Il protagonista (più protagonista degli altri) Gilles (l'azzeccato Clément Métayer) è un esempio in questo: vede la sua fidanzata scappare per inseguire un fuoco fatuo di sogno in Inghilterra e inizia a domandarsi cosa farne di se stesso. Partecipa alle riunioni comuniste, alle proteste, agli atti vandalici (pacifici) ai danni di palazzi e facciate di casermoni, stampa a ciclostile riviste e manifesti da lanciare in aria per smuovere l'opinione pubblica e le masse, ma in fondo una strada non ce l'ha: a casa non si trova bene, e infatti ci passa meno tempo possibile (meraviglioso il dialogo col padre, autore delle trasposizioni cinematografiche di Simenon), e fuori non sa dove andare.

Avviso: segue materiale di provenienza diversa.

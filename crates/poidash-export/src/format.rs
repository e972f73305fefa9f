use std::fmt;
use std::str::FromStr;

use chrono::{DateTime, Utc};

use crate::ExportError;

#[derive(Debug, Clone, Copy, PartialEq, Eq)]
pub enum ExportFormat {
    Xlsx,
    Csv,
    Json,
}

impl ExportFormat {
    #[must_use]
    pub fn extension(self) -> &'static str {
        match self {
            ExportFormat::Xlsx => "xlsx",
            ExportFormat::Csv => "csv",
            ExportFormat::Json => "json",
        }
    }

    /// Name used in operator notices.
    #[must_use]
    pub fn label(self) -> &'static str {
        match self {
            ExportFormat::Xlsx => "Excel",
            ExportFormat::Csv => "CSV",
            ExportFormat::Json => "JSON",
        }
    }
}

impl fmt::Display for ExportFormat {
    fn fmt(&self, f: &mut fmt::Formatter<'_>) -> fmt::Result {
        f.write_str(self.extension())
    }
}

impl FromStr for ExportFormat {
    type Err = ExportError;

    fn from_str(s: &str) -> Result<Self, Self::Err> {
        match s.trim().to_ascii_lowercase().as_str() {
            "xlsx" | "excel" => Ok(ExportFormat::Xlsx),
            "csv" => Ok(ExportFormat::Csv),
            "json" => Ok(ExportFormat::Json),
            other => Err(ExportError::UnknownFormat(other.to_string())),
        }
    }
}

/// Download filename for an export taken at `now`.
///
/// Spreadsheet and CSV names carry the time as well as the date so repeated
/// exports in one session do not collide.
#[must_use]
pub fn filename_for(format: ExportFormat, now: DateTime<Utc>) -> String {
    match format {
        ExportFormat::Xlsx => format!("poi-export-{}.xlsx", now.format("%Y-%m-%d_%H-%M-%S")),
        ExportFormat::Csv => format!("poi-data-{}.csv", now.format("%Y-%m-%d_%H-%M-%S")),
        ExportFormat::Json => format!("poi-data-{}.json", now.format("%Y-%m-%d")),
    }
}
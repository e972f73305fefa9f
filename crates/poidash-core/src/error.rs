use thiserror::Error;

#[derive(Debug, Error)]
pub enum ConfigError {
    #[error("invalid value for {var}: {reason}")]
    InvalidEnvVar { var: String, reason: String },
}

#[derive(Debug, Error, PartialEq)]
pub enum CoreError {
    #[error("{field} is required")]
    MissingCoordinate { field: &'static str },

    #[error("invalid {field} '{value}': must be a number between {min} and {max}")]
    InvalidCoordinate {
        field: &'static str,
        value: String,
        min: f64,
        max: f64,
    },

    #[error("'{filename}' is not an image file")]
    NotAnImage { filename: String },

    #[error("'{filename}' is empty")]
    EmptyUpload { filename: String },
}
use async_trait::async_trait;
use poidash_core::ExtractionResult;
use reqwest::Url;

use crate::VisionError;

/// A vision model that turns an image reference into validated POI candidates.
#[async_trait]
pub trait VisionProvider: Send + Sync {
    /// Short provider name used in logs (`"openai"`, `"gemini"`).
    fn name(&self) -> &'static str;

    async fn extract(&self, image_url: &Url) -> Result<ExtractionResult, VisionError>;
}
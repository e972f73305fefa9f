use thiserror::Error;

#[derive(Debug, Error)]
pub enum DashboardError {
    #[error("unknown POI id '{id}'")]
    UnknownPoi { id: String },

    #[error("map feature properties are invalid: {0}")]
    InvalidFeature(#[source] serde_json::Error),

    #[error("map canvas rejected {operation}: {reason}")]
    Canvas {
        operation: &'static str,
        reason: String,
    },
}
//! HTTP client for the remote POI store.
//!
//! The store owns all durable state: the POI list and each record's review
//! status. This crate only reads the list and issues approve/reject commands.

pub mod client;
pub mod error;

pub use client::{PoiStoreClient, ReviewAction, ReviewOutcome};
pub use error::StoreError;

Gli viene in soccorso la faccia-da-pesce-lesso di Lola Creton che avevamo lasciato nel surreale Un Amore Di Gioventù e ritroviamo papale papale, forse leggermente meno sbarazzina, che lo trascina in Italia per assistere a un documentario politicizzante. Gilles allora è a metà tra l'amore per il disegno, astratto e non, e quello per il cinema sperimentale, e passa giorni interi con altri amici ad acquerellare bassorilievi di grotte e catacombe e guardare pellicole e leggere saggi pesantissimi.
Si salta senza un ordine da un personaggio all'altro, da una storia all'altra, e si procede per immagini apparentemente fini a loro stesse, che dopo due ore di film forse fini a loro stesse lo diventano: amori che vanno e che vengono, persone che partono e non tornano, lettere inviate, uomini persi, e poi ritrovarsi notando che niente è cambiato, imbrattare ancora i muri, lanciare sassi ai fascisti. Non si fatica a capire che dietro tutto ciò c'è dell'autobiografia, dell'intimismo che si ritrova dopo il successo internazionale avuto con la miniserie Carlos che ha portato Olivier Assayas ai Golden Globes, agli Emmy, agli European Film Awards. A Venezia non c'era ancora stato, e se ne va dal Lido a testa alta. Per quanto riguarda la critica.